Zero tolerance: Ethical values must be integral to government and other public bodies, says standards watchdog

The Committee on Standards in Public Life, with great prescience, issued on Tuesday its review on standards entitled: “Leading in Practice” . –  Owl recommends it to EDDC’s CEO, Mark Williams,

“The Seven Principles of Public Life (the Principles) apply to all public office-holders and those delivering public services. They are the bedrock that underpins and gives meaning to the rules that govern public office, and they represent a common understanding of public service. However, the ethical values reflected in the Principles will not become the cultural norm within an organisation without active attention.” [First para of Lord Evan’s Forward]

www.oxfordmail.co.uk 

Strong ethical values must be “woven into every aspect” of the way government bodies and other public organisations operate, the Whitehall standards watchdog has warned.

The Committee on Standards in Public Life said while a “robust ethical culture” should be integral to the way organisations operate, too often it takes a crisis for leaders to act.

In a report highlighting best practice in the public sector, the committee said there should be “zero tolerance” for conduct that falls short of the required standards, with clear consequences when they are not met.

It noted there was no single ethics programme in Whitehall, and that while the Cabinet Office propriety and ethics team was able to provide advice, it was a small group and limited in what it could do.

The committee chairman, Lord Evans of Weardale, a former director general of MI5, said establishing a values-driven culture required positive action by the leadership of an organisation and could not be left to chance.

“Doing things in the right way and in the public interest is critical for public confidence in the bodies that operate on the public’s behalf and supports the delivery of public services,” he said

“A robust ethical culture supports effective risk management – if people see thinking about ethical issues as part of their job and feel safe to speak up, this can pick up potential concerns before they escalate.

“Our evidence shows that an ethical culture does not emerge by accident. It requires discussion and action.”

In its report, the committee said the evidence it received underlined the importance of the Nolan principles of public life, established after the cash-for-questions scandal with rocked Sir John Major’s government in the 1990s.

“We heard that zero tolerance of behaviour that does not align with the values of the organisation is essential for embedding good practice. Leaders must be clear that there is a line which, when crossed, results in consequences,” it said.

“Focusing on how to ensure that ethical values are woven into every aspect of how an organisation operates is critical to good leadership. Yet, disappointingly, it often takes a crisis for senior leaders to prioritise action in this area.

“Our strong view is that the ethical health of an organisation cannot be left to chance.

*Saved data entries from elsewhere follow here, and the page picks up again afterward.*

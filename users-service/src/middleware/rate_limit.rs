//! Token bucket rate limiting
//!
//! One bucket guards the static page for every caller. The bucket starts
//! full, refills continuously at `refill_per_second` and never holds more
//! than `capacity` tokens. A request is permitted when a whole token is
//! available; denied requests are not queued.
//!
//! Time comes from `tokio::time::Instant`, so tests can drive the bucket
//! with a paused clock.

use std::sync::{Mutex, PoisonError};
use tokio::time::Instant;

use crate::config::RateLimitConfig;

#[derive(Debug)]
struct BucketState {
    tokens: f64,
    last_refill: Instant,
}

/// Shared token bucket
#[derive(Debug)]
pub struct TokenBucket {
    capacity: f64,
    refill_per_second: f64,
    state: Mutex<BucketState>,
}

impl TokenBucket {
    /// Full bucket holding `capacity` tokens
    ///
    /// Negative or non-finite settings are treated as zero.
    pub fn new(capacity: f64, refill_per_second: f64) -> Self {
        let capacity = sanitize(capacity);
        Self {
            capacity,
            refill_per_second: sanitize(refill_per_second),
            state: Mutex::new(BucketState {
                tokens: capacity,
                last_refill: Instant::now(),
            }),
        }
    }

    /// Bucket built from the `rate_limit` configuration section
    pub fn from_config(config: &RateLimitConfig) -> Self {
        Self::new(config.capacity, config.refill_per_second)
    }

    /// Take one token if available
    pub fn allow(&self) -> bool {
        self.allow_at(Instant::now())
    }

    /// Take one token if available, treating `now` as the current time
    ///
    /// An instant earlier than the last refill adds nothing.
    pub fn allow_at(&self, now: Instant) -> bool {
        let mut state = self.state.lock().unwrap_or_else(PoisonError::into_inner);

        let elapsed = now.saturating_duration_since(state.last_refill).as_secs_f64();
        state.tokens = (state.tokens + elapsed * self.refill_per_second).min(self.capacity);
        if now > state.last_refill {
            state.last_refill = now;
        }

        if state.tokens >= 1.0 {
            state.tokens -= 1.0;
            true
        } else {
            false
        }
    }

    /// Tokens currently held, without refilling
    pub fn tokens(&self) -> f64 {
        self.state
            .lock()
            .unwrap_or_else(PoisonError::into_inner)
            .tokens
    }

    /// Configured capacity
    pub fn capacity(&self) -> f64 {
        self.capacity
    }

    /// Configured refill rate
    pub fn refill_per_second(&self) -> f64 {
        self.refill_per_second
    }
}

fn sanitize(value: f64) -> f64 {
    if value.is_finite() && value > 0.0 {
        value
    } else {
        0.0
    }
}
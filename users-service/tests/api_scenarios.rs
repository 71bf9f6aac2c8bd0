//! End-to-end scenarios driven through the router

use std::io::Write;
use std::sync::Arc;

use axum::{
    body::Body,
    http::{header, Method, Request, StatusCode},
    Router,
};
use serde_json::{json, Value};
use tempfile::NamedTempFile;
use tower::ServiceExt;
use users_service::prelude::*;

const INDEX_HTML: &str = "<!doctype html><title>users</title><h1>Users</h1>";

struct TestApp {
    router: Router,
    _index: NamedTempFile,
}

impl TestApp {
    fn new() -> Self {
        let mut index = NamedTempFile::new().unwrap();
        index.write_all(INDEX_HTML.as_bytes()).unwrap();

        let mut config = Config::default();
        config.static_files.index_path = index.path().to_path_buf();

        let state = AppState::new(config, Arc::new(MemoryCollection::new()));
        Self {
            router: router(state),
            _index: index,
        }
    }

    async fn send(&self, method: Method, uri: &str, body: Option<Value>) -> (StatusCode, Value) {
        let (status, bytes) = self.send_raw(method, uri, body).await;
        let json = if bytes.is_empty() {
            Value::Null
        } else {
            serde_json::from_slice(&bytes).unwrap()
        };
        (status, json)
    }

    async fn send_raw(
        &self,
        method: Method,
        uri: &str,
        body: Option<Value>,
    ) -> (StatusCode, Vec<u8>) {
        let mut builder = Request::builder().method(method).uri(uri);
        let body = match body {
            Some(value) => {
                builder = builder.header(header::CONTENT_TYPE, "application/json");
                Body::from(serde_json::to_vec(&value).unwrap())
            }
            None => Body::empty(),
        };

        let response = self
            .router
            .clone()
            .oneshot(builder.body(body).unwrap())
            .await
            .unwrap();
        let status = response.status();
        let bytes = axum::body::to_bytes(response.into_body(), usize::MAX)
            .await
            .unwrap();
        (status, bytes.to_vec())
    }

    async fn create(&self, name: &str, email: &str) -> String {
        let (status, body) = self
            .send(
                Method::POST,
                "/users/create",
                Some(json!({"name": name, "email": email})),
            )
            .await;
        assert_eq!(status, StatusCode::OK);
        assert_eq!(body["status"], "success");
        assert_eq!(body["message"], "User created successfully");
        body["id"].as_str().unwrap().to_string()
    }
}

#[tokio::test]
async fn test_bob_lifecycle() {
    let app = TestApp::new();
    let id = app.create("Bob", "bob@example.com").await;
    assert_eq!(id.len(), 24);

    let (status, user) = app.send(Method::GET, &format!("/users/get?id={id}"), None).await;
    assert_eq!(status, StatusCode::OK);
    assert_eq!(user["id"], id.as_str());
    assert_eq!(user["name"], "Bob");
    assert_eq!(user["email"], "bob@example.com");
    assert_eq!(user["created_at"], user["updated_at"]);

    tokio::time::sleep(std::time::Duration::from_millis(5)).await;
    let (status, body) = app
        .send(
            Method::PUT,
            &format!("/users/update?id={id}"),
            Some(json!({"name": "Robert"})),
        )
        .await;
    assert_eq!(status, StatusCode::OK);
    assert_eq!(
        body,
        json!({"status": "success", "message": "User updated successfully"})
    );

    let (_, updated) = app.send(Method::GET, &format!("/users/find?id={id}"), None).await;
    assert_eq!(updated["name"], "Robert");
    assert_eq!(updated["email"], "bob@example.com");
    assert_eq!(updated["created_at"], user["created_at"]);
    assert_ne!(updated["updated_at"], user["updated_at"]);

    let (status, body) = app
        .send(Method::DELETE, &format!("/users/delete?id={id}"), None)
        .await;
    assert_eq!(status, StatusCode::OK);
    assert_eq!(body["message"], "User deleted successfully");

    let (status, body) = app.send(Method::GET, &format!("/users/get?id={id}"), None).await;
    assert_eq!(status, StatusCode::NOT_FOUND);
    assert_eq!(body, json!({"status": "fail", "message": "User not found"}));
}

#[tokio::test]
async fn test_filter_pagination() {
    let app = TestApp::new();
    for i in 1..=7 {
        app.create(&format!("user{i}"), &format!("user{i}@example.com"))
            .await;
    }

    let (status, body) = app
        .send(Method::GET, "/users/filter?page=2&limit=3", None)
        .await;
    assert_eq!(status, StatusCode::OK);
    assert_eq!(body["status"], "success");
    assert_eq!(body["currentPage"], 2);
    assert_eq!(body["limit"], 3);
    assert_eq!(body["totalUsers"], 7);
    assert_eq!(body["totalPages"], 3);
    assert_eq!(body["users"].as_array().unwrap().len(), 3);
    assert_eq!(body["users"][0]["name"], "user4");

    let (_, beyond) = app
        .send(Method::GET, "/users/filter?page=5&limit=3", None)
        .await;
    assert_eq!(beyond["users"], json!([]));
    assert_eq!(beyond["totalUsers"], 7);

    let (_, defaults) = app
        .send(Method::GET, "/users/filter?page=abc&limit=-2", None)
        .await;
    assert_eq!(defaults["currentPage"], 1);
    assert_eq!(defaults["limit"], 6);
    assert_eq!(defaults["totalPages"], 2);
}

#[tokio::test]
async fn test_filter_case_insensitive_and_sorted() {
    let app = TestApp::new();
    app.create("Alice", "alice@example.com").await;
    app.create("Bob", "bob@example.org").await;
    app.create("Malice", "malice@example.org").await;

    for needle in ["alice", "ALICE"] {
        let (_, body) = app
            .send(Method::GET, &format!("/users/filter?name={needle}"), None)
            .await;
        assert_eq!(body["totalUsers"], 2);
    }

    let (_, body) = app
        .send(
            Method::GET,
            "/users/filter?name=alice&email=ORG&sort=name&order=desc",
            None,
        )
        .await;
    assert_eq!(body["totalUsers"], 1);
    assert_eq!(body["users"][0]["name"], "Malice");

    let (_, body) = app
        .send(Method::GET, "/users/filter?sort=name&order=desc", None)
        .await;
    let names: Vec<_> = body["users"]
        .as_array()
        .unwrap()
        .iter()
        .map(|u| u["name"].as_str().unwrap().to_string())
        .collect();
    assert_eq!(names, ["Malice", "Bob", "Alice"]);
}

#[tokio::test]
async fn test_filter_repeated_key_uses_first_value() {
    let app = TestApp::new();
    app.create("Alice", "alice@example.com").await;
    app.create("Bob", "bob@example.org").await;

    let (status, body) = app
        .send(Method::GET, "/users/filter?name=bob&name=alice", None)
        .await;
    assert_eq!(status, StatusCode::OK);
    assert_eq!(body["totalUsers"], 1);
    assert_eq!(body["users"][0]["name"], "Bob");
}

#[tokio::test]
async fn test_list_all() {
    let app = TestApp::new();
    let (status, body) = app.send(Method::GET, "/users", None).await;
    assert_eq!(status, StatusCode::OK);
    assert_eq!(body, json!([]));

    app.create("Alice", "alice@example.com").await;
    app.create("Alice", "alice@example.com").await;
    let (_, body) = app.send(Method::GET, "/users", None).await;
    assert_eq!(body.as_array().unwrap().len(), 2);
}

#[tokio::test]
async fn test_id_validation() {
    let app = TestApp::new();

    let (status, body) = app.send(Method::GET, "/users/get", None).await;
    assert_eq!(status, StatusCode::BAD_REQUEST);
    assert_eq!(body["message"], "ID is required");

    let (status, body) = app.send(Method::GET, "/users/find?id=xyz", None).await;
    assert_eq!(status, StatusCode::BAD_REQUEST);
    assert_eq!(body["message"], "Invalid ID format");

    let (status, body) = app.send(Method::DELETE, "/users/delete?id=", None).await;
    assert_eq!(status, StatusCode::BAD_REQUEST);
    assert_eq!(body["message"], "ID is required");
}

#[tokio::test]
async fn test_create_rejects_invalid_body() {
    let app = TestApp::new();
    let (status, body) = app
        .send(Method::POST, "/users/create", Some(json!({"name": "NoEmail"})))
        .await;
    assert_eq!(status, StatusCode::BAD_REQUEST);
    assert_eq!(body, json!({"status": "fail", "message": "Invalid input data"}));
}

#[tokio::test]
async fn test_update_rejects_immutable_fields() {
    let app = TestApp::new();
    let id = app.create("Bob", "bob@example.com").await;

    let (status, body) = app
        .send(
            Method::PUT,
            &format!("/users/update?id={id}"),
            Some(json!({"created_at": "2000-01-01T00:00:00Z"})),
        )
        .await;
    assert_eq!(status, StatusCode::BAD_REQUEST);
    assert_eq!(body["message"], "Invalid input data");
}

// Missing documents surface as 500, same as store failures
#[tokio::test]
async fn test_update_and_delete_missing_user_is_server_error() {
    let app = TestApp::new();
    let missing = ObjectId::new().to_hex();

    let (status, body) = app
        .send(
            Method::PUT,
            &format!("/users/update?id={missing}"),
            Some(json!({"name": "Ghost"})),
        )
        .await;
    assert_eq!(status, StatusCode::INTERNAL_SERVER_ERROR);
    assert_eq!(body["message"], "Error updating user or user not found");

    let (status, body) = app
        .send(Method::DELETE, &format!("/users/delete?id={missing}"), None)
        .await;
    assert_eq!(status, StatusCode::INTERNAL_SERVER_ERROR);
    assert_eq!(body["message"], "Error deleting user or user not found");
}

#[tokio::test]
async fn test_wrong_verb_is_method_not_allowed() {
    let app = TestApp::new();
    for (method, uri) in [
        (Method::POST, "/users"),
        (Method::GET, "/users/create"),
        (Method::POST, "/users/get"),
        (Method::GET, "/users/update"),
        (Method::PUT, "/users/delete"),
        (Method::DELETE, "/users/filter"),
        (Method::PUT, "/api"),
    ] {
        let (status, body) = app.send(method.clone(), uri, None).await;
        assert_eq!(status, StatusCode::METHOD_NOT_ALLOWED, "{method} {uri}");
        assert_eq!(
            body,
            json!({"status": "fail", "message": "Method not allowed"})
        );
    }
}

#[tokio::test]
async fn test_api_echo() {
    let app = TestApp::new();

    let (status, body) = app.send(Method::GET, "/api", None).await;
    assert_eq!(status, StatusCode::OK);
    assert_eq!(body["message"], "Data successfully received");

    let (status, _) = app
        .send(Method::POST, "/api", Some(json!({"message": "hi"})))
        .await;
    assert_eq!(status, StatusCode::OK);

    let (status, body) = app
        .send(Method::POST, "/api", Some(json!({"message": 1})))
        .await;
    assert_eq!(status, StatusCode::BAD_REQUEST);
    assert_eq!(body["message"], "Invalid JSON message");
}

#[tokio::test]
async fn test_health() {
    let app = TestApp::new();

    let (status, body) = app.send(Method::GET, "/health", None).await;
    assert_eq!(status, StatusCode::OK);
    assert_eq!(body["status"], "healthy");
    assert_eq!(body["service"], "users-service");

    let (status, body) = app.send(Method::GET, "/ready", None).await;
    assert_eq!(status, StatusCode::OK);
    assert_eq!(body["ready"], true);
}

#[tokio::test]
async fn test_static_page_rate_limited() {
    let app = TestApp::new();

    let (status, page) = app.send_raw(Method::GET, "/", None).await;
    assert_eq!(status, StatusCode::OK);
    assert_eq!(page, INDEX_HTML.as_bytes());

    let (status, body) = app.send_raw(Method::GET, "/anything/else", None).await;
    assert_eq!(status, StatusCode::TOO_MANY_REQUESTS);
    assert_eq!(body, b"Rate limit exceeded");

    // API routes do not spend tokens
    let (status, _) = app.send(Method::GET, "/users", None).await;
    assert_eq!(status, StatusCode::OK);
}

Leaders must ensure that the principles of public life are integral to how public sector organisations operate and how the people in them make decisions and treat each other.”

Deputy Labour leader Angela Rayner said the findings should be a “mark of shame” for Mr Sunak.

“Instead of building a strong ethical culture he’s paying lip service to integrity, while preserving the rotten regime of his predecessors with sleaze and scandal running rife on his watch.”

A Government spokesperson said: “The Government takes propriety and ethics in public life very seriously.

“Within departments, judgments on matters relating to ethics and standards are the responsibility of permanent secretaries, who can draw upon the expertise of the Cabinet Office’s Propriety and Ethics Team.”